:: What needs to be done ::
Copy each line below that includes "Proxy".

:: Material supplied ::
set_status_codes! {
    /// [[RFC9110, Section 15.2.1](https://datatracker.ietf.org/doc/html/rfc9110#section-15.2.1)]
    Continue = (100, "Continue");
    /// [[RFC9110, Section 15.2.2](https://datatracker.ietf.org/doc/html/rfc9110#section-15.2.2)]
    SwitchingProtocols = (101, "Switching Protocols");
    /// [[RFC2518, Section 10.1](https://datatracker.ietf.org/doc/html/rfc2518#section-10.1)]
    Processing = (102, "Processing");

    /// [[RFC9110, Section 15.3.1](https://datatracker.ietf.org/doc/html/rfc9110#section-15.3.1)]
    Ok = (200, "OK");
    /// [[RFC9110, Section 15.3.2](https://datatracker.ietf.org/doc/html/rfc9110#section-15.3.2)]
    Created = (201, "Created");
    /// [[RFC9110, Section 15.3.3](https://datatracker.ietf.org/doc/html/rfc9110#section-15.3.3)]
    Accepted = (202, "Accepted");
    /// [[RFC9110, Section 15.3.4](https://datatracker.ietf.org/doc/html/rfc9110#section-15.3.4)]
    NonAuthoritativeInformation = (203, "Non Authoritative Information");
    /// [[RFC9110, Section 15.3.5](https://datatracker.ietf.org/doc/html/rfc9110#section-15.3.5)]
    NoContent = (204, "No Content");
    /// [[RFC9110, Section 15.3.6](https://datatracker.ietf.org/doc/html/rfc9110#section-15.3.6)]
    ResetContent = (205, "Reset Content");
    /// [[RFC9110, Section 15.3.7](https://datatracker.ietf.org/doc/html/rfc9110#section-15.3.7)]
    PartialContent = (206, "Partial Content");
    /// [[RFC4918, Section 11.1](https://datatracker.ietf.org/doc/html/rfc4918#section-11.1)]
    MultiStatus = (207, "Multi-Status");
    /// [[RFC5842, Section 7.1](https://datatracker.ietf.org/doc/html/rfc5842#section-7.1)]
    AlreadyReported = (208, "Already Reported");
    /// [[RFC3229, Section 10.4.1](https://datatracker.ietf.org/doc/html/rfc3229#section-10.4.1)]
    ImUsed = (226, "IM Used");

    /// [[RFC9110, Section 15.4.1](https://datatracker.ietf.org/doc/html/rfc9110#section-15.4.1)]
    MultipleChoices = (300, "Multiple Choices");
    /// [[RFC9110, Section 15.4.2](https://datatracker.ietf.org/doc/html/rfc9110#section-15.4.2)]
    MovedPermanently = (301, "Moved Permanently");
    /// [[RFC9110, Section 15.4.3](https://datatracker.ietf.org/doc/html/rfc9110#section-15.4.3)]
    Found = (302, "Found");
    /// [[RFC9110, Section 15.4.4](https://datatracker.ietf.org/doc/html/rfc9110#section-15.4.4)]
    SeeOther = (303, "See Other");
    /// [[RFC9110, Section 15.4.5](https://datatracker.ietf.org/doc/html/rfc9110#section-15.4.5)]
    NotModified = (304, "Not Modified");
    /// [[RFC9110, Section 15.4.6](https://datatracker.ietf.org/doc/html/rfc9110#section-15.4.6)]
    UseProxy = (305, "Use Proxy");
    /// [[RFC9110, Section 15.4.7](https://datatracker.ietf.org/doc/html/rfc9110#section-15.4.7)]
    TemporaryRedirect = (307, "Temporary Redirect");
    /// [[RFC9110, Section 15.4.8](https://datatracker.ietf.org/doc/html/rfc9110#section-15.4.8)]
    PermanentRedirect = (308, "Permanent Redirect");

    /// [[RFC9110, Section 15.5.1](https://datatracker.ietf.org/doc/html/rfc9110#section-15.5.1)]
    BadRequest = (400, "Bad Request");
    /// [[RFC9110, Section 15.5.2](https://datatracker.ietf.org/doc/html/rfc9110#section-15.5.2)]
    Unauthorized = (401, "Unauthorized");
    /// [[RFC9110, Section 15.5.3](https://datatracker.ietf.org/doc/html/rfc9110#section-15.5.3)]
    PaymentRequired = (402, "Payment Required");
    /// [[RFC9110, Section 15.5.4](https://datatracker.ietf.org/doc/html/rfc9110#section-15.5.4)]
    Forbidden = (403, "Forbidden");
    /// [[RFC9110, Section 15.5.5](https://datatracker.ietf.org/doc/html/rfc9110#section-15.5.5)]
    NotFound = (404, "Not Found");
    /// [[RFC9110, Section 15.5.6](https://datatracker.ietf.org/doc/html/rfc9110#section-15.5.6)]
    MethodNotAllowed = (405, "Method Not Allowed");
    /// [[RFC9110, Section 15.5.7](https://datatracker.ietf.org/doc/html/rfc9110#section-15.5.7)]
    NotAcceptable = (406, "Not Acceptable");
    /// [[RFC9110, Section 15.5.8](https://datatracker.ietf.org/doc/html/rfc9110#section-15.5.8)]
    ProxyAuthenticationRequired = (407, "Proxy Authentication Required");
    /// [[RFC9110, Section 15.5.9](https://datatracker.ietf.org/doc/html/rfc9110#section-15.5.9)]
    RequestTimeout = (408, "Request Timeout");
    /// [[RFC9110, Section 15.5.10](https://datatracker.ietf.org/doc/html/rfc9110#section-15.5.10)]
    Conflict = (409, "Conflict");
    /// [[RFC9110, Section 15.5.11](https://datatracker.ietf.org/doc/html/rfc9110#section-15.5.11)]
    Gone = (410, "Gone");
    /// [[RFC9110, Section 15.5.12](https://datatracker.ietf.org/doc/html/rfc9110#section-15.5.12)]
    LengthRequired = (411, "Length Required");
    /// [[RFC9110, Section 15.5.13](https://datatracker.ietf.org/doc/html/rfc9110#section-15.5.13)]
    PreconditionFailed = (412, "Precondition Failed");
    /// [[RFC9110, Section 15.5.14](https://datatracker.ietf.org/doc/html/rfc9110#section-15.5.14)]
    PayloadTooLarge = (413, "Payload Too Large");
    /// [[RFC9110, Section 15.5.15](https://datatracker.ietf.org/doc/html/rfc9110#section-15.5.15)]
    UriTooLong = (414, "URI Too Long");
    /// [[RFC9110, Section 15.5.16](https://datatracker.ietf.org/doc/html/rfc9110#section-15.5.16)]
    UnsupportedMediaType = (415, "Unsupported Media Type");
    /// [[RFC9110, Section 15.5.17](https://datatracker.ietf.org/doc/html/rfc9110#section-15.5.17)]
    RangeNotSatisfiable = (416, "Range Not Satisfiable");
    /// [[RFC9110, Section 15.5.18](https://datatracker.ietf.org/doc/html/rfc9110#section-15.5.18)]
    ExpectationFailed = (417, "Expectation Failed");
    /// [Originally RFC 2324](https://datatracker.ietf.org/doc/html/rfc2324#section-2.3.2),
    /// now [RFC9110, Section 15.5.19](https://datatracker.ietf.org/doc/html/rfc9110#name-418-unused),
    /// [reserved by IANA](https://www.iana.org/assignments/http-status-codes/http-status-codes.xhtml).
    /// Even if IANA reuses this code, this library will preserve the teapot's legacy.
    ImaTeapot = (418, "I'm a teapot");
    /// [[RFC9110, Section 15.5.20](https://datatracker.ietf.org/doc/html/rfc9110#section-15.5.20)]
    MisdirectedRequest = (421, "Misdirected Request");
    /// [[RFC9110, Section 15.5.21](https://datatracker.ietf.org/doc/html/rfc9110#section-15.5.21)]
    UnprocessableEntity = (422, "Unprocessable Entity");
    /// [[RFC4918, Section 11.3](https://datatracker.ietf.org/doc/html/rfc4918#section-11.3)]
    Locked = (423, "Locked");
    /// [[RFC4918, Section 11.4](https://tools.ietf.org/html/rfc4918#section-11.4)]
    FailedDependency = (424, "Failed Dependency");
    /// [[RFC8470, Section 5.2](https://httpwg.org/specs/rfc8470.html#status)]
    TooEarly = (425, "Too Early");
    /// [[RFC9110, Section 15.5.22](https://datatracker.ietf.org/doc/html/rfc9110#section-15.5.22)]
    UpgradeRequired = (426, "Upgrade Required");
    /// [[RFC6585, Section 3](https://datatracker.ietf.org/doc/html/rfc6585#section-3)]
    PreconditionRequired = (428, "Precondition Required");
    /// [[RFC6585, Section 4](https://datatracker.ietf.org/doc/html/rfc6585#section-4)]
    TooManyRequests = (429, "Too Many Requests");
    /// [[RFC6585, Section 5](https://datatracker.ietf.org/doc/html/rfc6585#section-5)]
    RequestHeaderFieldsTooLarge = (431, "Request Header Fields Too Large");
    /// [[RFC7725, Section 3](https://tools.ietf.org/html/rfc7725#section-3)]
    UnavailableForLegalReasons = (451, "Unavailable For Legal Reasons");

    /// [[RFC9110, Section 15.6.1](https://datatracker.ietf.org/doc/html/rfc9110#section-15.6.1)]
    InternalServerError = (500, "Internal Server Error");
    /// [[RFC9110, Section 15.6.2](https://datatracker.ietf.org/doc/html/rfc9110#section-15.6.2)]
    NotImplemented = (501, "Not Implemented");
    /// [[RFC9110, Section 15.6.3](https://datatracker.ietf.org/doc/html/rfc9110#section-15.6.3)]
    BadGateway = (502, "Bad Gateway");
    /// [[RFC9110, Section 15.6.4](https://datatracker.ietf.org/doc/html/rfc9110#section-15.6.4)]
    ServiceUnavailable = (503, "Service Unavailable");
    /// [[RFC9110, Section 15.6.5](https://datatracker.ietf.org/doc/html/rfc9110#section-15.6.5)]
    GatewayTimeout = (504, "Gateway Timeout");
    /// [[RFC9110, Section 15.6.6](https://datatracker.ietf.org/doc/html/rfc9110#section-15.6.6)]
    HttpVersionNotSupported = (505, "HTTP Version Not Supported");
    /// [[RFC2295, Section 8.1](https://datatracker.ietf.org/doc/html/rfc2295#section-8.1)]
    VariantAlsoNegotiates = (506, "Variant Also Negotiates");
    /// [[RFC4918, Section 11.5](https://datatracker.ietf.org/doc/html/rfc4918#section-11.5)]
    InsufficientStorage = (507, "Insufficient Storage");
    /// [[RFC5842, Section 7.2](https://datatracker.ietf.org/doc/html/rfc5842#section-7.2)]
    LoopDetected = (508, "Loop Detected");
    /// [[RFC2774, Section 7](https://datatracker.ietf.org/doc/html/rfc2774#section-7)]
    NotExtended = (510, "Not Extended");
    /// [[RFC6585, Section 6](https://datatracker.ietf.org/doc/html/rfc6585#section-6)]
    NetworkAuthenticationRequired = (511, "Network Authentication Required");
}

:: Output for this task ::
    UseProxy = (305, "Use Proxy");
    ProxyAuthenticationRequired = (407, "Proxy Authentication Required");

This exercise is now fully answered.